Group Reporting Can Increase Your Practice Value

What is involved in this MIPS strategy is a scenario where a multi-specialty practice with a large amount of Medicare Part B reimbursement has Eligible Clinicians (ECs) in the practice that do not have to report data under MIPS. By including those ECs in the MIPS strategy, and including their MIPS scores, something remarkable could happen. This simple tweak could bring substantially more Medicare Part B reimbursement, elevated professional reputation (due to the fact the MIPS scores are public), and increased value of the practice if there a buyout.

Reporting as a Group Can Significantly Increase the Total Positive Payment Adjustment

Below is a graphic from MyMipsScore, a MIPS analysis tool that you can use for analysis and leverage it to build a strategy for achieving the highest possible MIPS score for your practice. In this example submitting as individuals using the EHR submission method the estimated positive adjustment totals $19,352,14. Reporting as a group and including those ECs that do not have to report, the estimated positive adjustment is $36,969.66. In this case, the positive payment adjustment almost doubled. Depending on the variables of a specific practice, the adjustment numbers could be significantly higher.

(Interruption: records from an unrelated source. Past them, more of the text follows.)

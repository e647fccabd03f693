use super::{Event, Observer, SharedObserver};
use crate::interpreter::NodeContext;

/// Fans an event out to every child observer. Child entries are plain
/// `SharedObserver`s, so there is nothing "nil" to filter at the type
/// level; [`MultiplexObserver::new`] simply forwards to whatever was
/// registered. Callers that want to skip a child conditionally should not
/// register it.
#[derive(Debug, Clone)]
pub struct MultiplexObserver {
    children: Vec<SharedObserver>,
}

impl MultiplexObserver {
    pub fn new(children: Vec<SharedObserver>) -> Self {
        Self { children }
    }
}

impl Observer for MultiplexObserver {
    fn on_event(&self, ctx: &NodeContext, event: Event) {
        for child in &self.children {
            child.on_event(ctx, event.clone());
        }
    }
}
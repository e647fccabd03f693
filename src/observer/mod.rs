//! Observer contract and the built-in Observer implementations.
//!
//! An [`Observer`] is a capability, not an owner: State, the graph
//! interpreter, the checkpoint store, and the three workflow patterns all
//! hold one and call [`Observer::on_event`] at the points spec.md §4.1
//! enumerates. Observers MUST be side-effect-bounded (logging, metrics) and
//! must never mutate workflow state.

mod event;
mod multiplex;
mod noop;
pub mod registry;
mod structured;

pub use event::{Event, EventData, EventType};
pub use multiplex::MultiplexObserver;
pub use noop::NoopObserver;
pub use registry::{ObserverRegistry, ObserverRegistryError};
pub use structured::StructuredLogObserver;

use std::fmt;
use std::sync::Arc;

use crate::interpreter::NodeContext;

/// Capability receiving workflow observability [`Event`]s.
///
/// Implementations MUST be callable concurrently: graph execution,
/// checkpoint I/O, and parallel pattern workers may all emit through the
/// same observer instance at once. `ctx` is threaded through to match
/// spec.md §4.1/§6.2's `OnEvent(ctx, Event)` surface; bundled observers
/// ignore it since logging/metrics sinks have no use for cancellation
/// state, but a custom observer MAY read it (e.g. to tag emitted spans
/// with a request id carried on the context).
pub trait Observer: Send + Sync + fmt::Debug {
    fn on_event(&self, ctx: &NodeContext, event: Event);
}

/// Convenience alias used throughout the crate for a shared observer handle.
pub type SharedObserver = Arc<dyn Observer>;

/// Returns a [`NoopObserver`] wrapped for use as a default capability.
pub fn noop() -> SharedObserver {
    Arc::new(NoopObserver)
}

The take away from this hack is that knowledge and careful analysis can turn a lemon into lemonade. When those MIPS exclusion letters went out, there was a collective sigh of relief. It might be a good idea for practices to go back and review whether it might be best to include those excluded ECs into their reporting group or consider reporting as a group. This type of analysis is not for the faint of heart but is certainly worth the effort.